The problem:
Each line of the listing that includes "eyre" should be reported.

────────────────────────────────────────

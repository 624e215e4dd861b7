//! Remote repository: the typed seam over the hosted store of record.

use async_trait::async_trait;
use chrono::Utc;
use color_eyre::{eyre::eyre, Result};
use reqwest::header::{HeaderMap, HeaderValue, AUTHORIZATION, CONTENT_TYPE};
use url::Url;

use crate::config::Config;
use crate::model::{Board, Task, TaskGroup, UserProfile};
use crate::remote::error::{classify_response, ApiErrorBody, RemoteError};
use crate::remote::records::{BoardRecord, GroupRecord, ProfileRecord, TaskRecord};

/// Everything the sync coordinator needs from the store of record.
///
/// The coordinator owns an injected instance of this trait, so tests (and a
/// hypothetical second backend) swap the transport without touching sync
/// logic.
#[async_trait]
pub trait RemoteRepository: Send + Sync {
  /// One call returning boards with nested groups with nested tasks,
  /// created_at ascending at every level.
  async fn fetch_boards_deep(&self) -> Result<Vec<Board>, RemoteError>;

  async fn upsert_board(&self, board: &Board) -> Result<(), RemoteError>;
  /// The store's referential integrity cascades to owned groups and tasks.
  async fn delete_board(&self, id: &str) -> Result<(), RemoteError>;

  async fn upsert_group(&self, group: &TaskGroup) -> Result<(), RemoteError>;
  async fn delete_group(&self, id: &str) -> Result<(), RemoteError>;

  async fn upsert_task(&self, task: &Task) -> Result<(), RemoteError>;
  async fn delete_task(&self, id: &str) -> Result<(), RemoteError>;

  /// `Ok(None)` when the row does not exist; that is not an error.
  async fn fetch_user_profile(&self, id: &str) -> Result<Option<UserProfile>, RemoteError>;
  async fn upsert_user_profile(&self, profile: &UserProfile) -> Result<(), RemoteError>;
}

/// PostgREST client implementation of [`RemoteRepository`].
#[derive(Clone)]
pub struct RestRemote {
  http: reqwest::Client,
  base: Url,
}

impl RestRemote {
  /// Build a client from configuration; the API key comes from the
  /// environment, never the config file.
  pub fn new(config: &Config) -> Result<Self> {
    let key = Config::get_api_key()?;
    Self::with_key(&config.remote.url, &key)
  }

  pub fn with_key(url: &str, api_key: &str) -> Result<Self> {
    let base = Url::parse(url)
      .map_err(|e| eyre!("Invalid remote url {}: {}", url, e))?
      .join("rest/v1/")
      .map_err(|e| eyre!("Invalid remote url {}: {}", url, e))?;

    if base.cannot_be_a_base() {
      return Err(eyre!("Remote url {} cannot be used as a base", url));
    }

    let mut headers = HeaderMap::new();
    let key_value =
      HeaderValue::from_str(api_key).map_err(|_| eyre!("API key contains invalid characters"))?;
    headers.insert("apikey", key_value);
    let bearer = HeaderValue::from_str(&format!("Bearer {}", api_key))
      .map_err(|_| eyre!("API key contains invalid characters"))?;
    headers.insert(AUTHORIZATION, bearer);
    headers.insert(CONTENT_TYPE, HeaderValue::from_static("application/json"));

    let http = reqwest::Client::builder()
      .default_headers(headers)
      .build()
      .map_err(|e| eyre!("Failed to build HTTP client: {}", e))?;

    Ok(Self { http, base })
  }

  fn endpoint(&self, table: &str) -> Url {
    let mut url = self.base.clone();
    if let Ok(mut segments) = url.path_segments_mut() {
      // The base ends in a slash; drop the empty trailing segment so the
      // table lands on `/rest/v1/{table}` rather than `/rest/v1//{table}`.
      segments.pop_if_empty().push(table);
    }
    url
  }

  /// Classify a non-success response into the structured taxonomy.
  async fn check(response: reqwest::Response) -> Result<reqwest::Response, RemoteError> {
    let status = response.status();
    if status.is_success() {
      return Ok(response);
    }
    let body = response.json::<ApiErrorBody>().await.unwrap_or_default();
    Err(classify_response(status, body))
  }

  async fn upsert<T: serde::Serialize + Sync>(
    &self,
    table: &str,
    row: &T,
  ) -> Result<(), RemoteError> {
    let response = self
      .http
      .post(self.endpoint(table))
      .header("Prefer", "resolution=merge-duplicates,return=minimal")
      .json(&[row])
      .send()
      .await?;
    Self::check(response).await?;
    Ok(())
  }

  async fn delete(&self, table: &str, id: &str) -> Result<(), RemoteError> {
    let response = self
      .http
      .delete(self.endpoint(table))
      .query(&[("id", format!("eq.{}", id))])
      .send()
      .await?;
    Self::check(response).await?;
    Ok(())
  }
}

#[async_trait]
impl RemoteRepository for RestRemote {
  async fn fetch_boards_deep(&self) -> Result<Vec<Board>, RemoteError> {
    let response = self
      .http
      .get(self.endpoint("boards"))
      .query(&[
        ("select", "*,groups:task_groups(*,tasks:tasks(*))"),
        ("order", "created_at.asc"),
        ("groups.order", "created_at.asc"),
        ("groups.tasks.order", "created_at.asc"),
      ])
      .send()
      .await?;

    let records: Vec<BoardRecord> = Self::check(response)
      .await?
      .json()
      .await
      .map_err(|e| RemoteError::Unknown(format!("malformed boards payload: {}", e)))?;

    Ok(records.into_iter().map(Board::from).collect())
  }

  async fn upsert_board(&self, board: &Board) -> Result<(), RemoteError> {
    self.upsert("boards", &BoardRecord::from(board)).await
  }

  async fn delete_board(&self, id: &str) -> Result<(), RemoteError> {
    self.delete("boards", id).await
  }

  async fn upsert_group(&self, group: &TaskGroup) -> Result<(), RemoteError> {
    self.upsert("task_groups", &GroupRecord::from(group)).await
  }

  async fn delete_group(&self, id: &str) -> Result<(), RemoteError> {
    self.delete("task_groups", id).await
  }

  async fn upsert_task(&self, task: &Task) -> Result<(), RemoteError> {
    self.upsert("tasks", &TaskRecord::from(task)).await
  }

  async fn delete_task(&self, id: &str) -> Result<(), RemoteError> {
    self.delete("tasks", id).await
  }

  async fn fetch_user_profile(&self, id: &str) -> Result<Option<UserProfile>, RemoteError> {
    let response = self
      .http
      .get(self.endpoint("profiles"))
      .query(&[
        ("select", "*".to_string()),
        ("id", format!("eq.{}", id)),
        ("limit", "1".to_string()),
      ])
      .send()
      .await?;

    let rows: Vec<ProfileRecord> = Self::check(response)
      .await?
      .json()
      .await
      .map_err(|e| RemoteError::Unknown(format!("malformed profile payload: {}", e)))?;

    Ok(rows.into_iter().next().map(UserProfile::from))
  }

  async fn upsert_user_profile(&self, profile: &UserProfile) -> Result<(), RemoteError> {
    let mut record = ProfileRecord::from(profile);
    record.updated_at = Some(Utc::now());
    self.upsert("profiles", &record).await
  }
}

#[cfg(test)]
mod tests {
  use super::*;

  #[test]
  fn test_endpoint_joins_table_onto_rest_path() {
    let remote = RestRemote::with_key("https://project.supabase.co", "anon-key").unwrap();
    assert_eq!(
      remote.endpoint("task_groups").as_str(),
      "https://project.supabase.co/rest/v1/task_groups"
    );
    assert_eq!(
      remote.endpoint("boards").as_str(),
      "https://project.supabase.co/rest/v1/boards"
    );
  }

  #[test]
  fn test_endpoint_tolerates_trailing_slash_in_config_url() {
    let remote = RestRemote::with_key("https://project.supabase.co/", "anon-key").unwrap();
    assert_eq!(
      remote.endpoint("tasks").as_str(),
      "https://project.supabase.co/rest/v1/tasks"
    );
  }

  #[test]
  fn test_invalid_url_rejected() {
    assert!(RestRemote::with_key("not a url", "k").is_err());
  }
}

────────────────────────────────────────

Solved problem:
use color_eyre::{eyre::eyre, Result};
      .map_err(|e| eyre!("Invalid remote url {}: {}", url, e))?
      .map_err(|e| eyre!("Invalid remote url {}: {}", url, e))?;
      return Err(eyre!("Remote url {} cannot be used as a base", url));
      HeaderValue::from_str(api_key).map_err(|_| eyre!("API key contains invalid characters"))?;
      .map_err(|_| eyre!("API key contains invalid characters"))?;
      .map_err(|e| eyre!("Failed to build HTTP client: {}", e))?;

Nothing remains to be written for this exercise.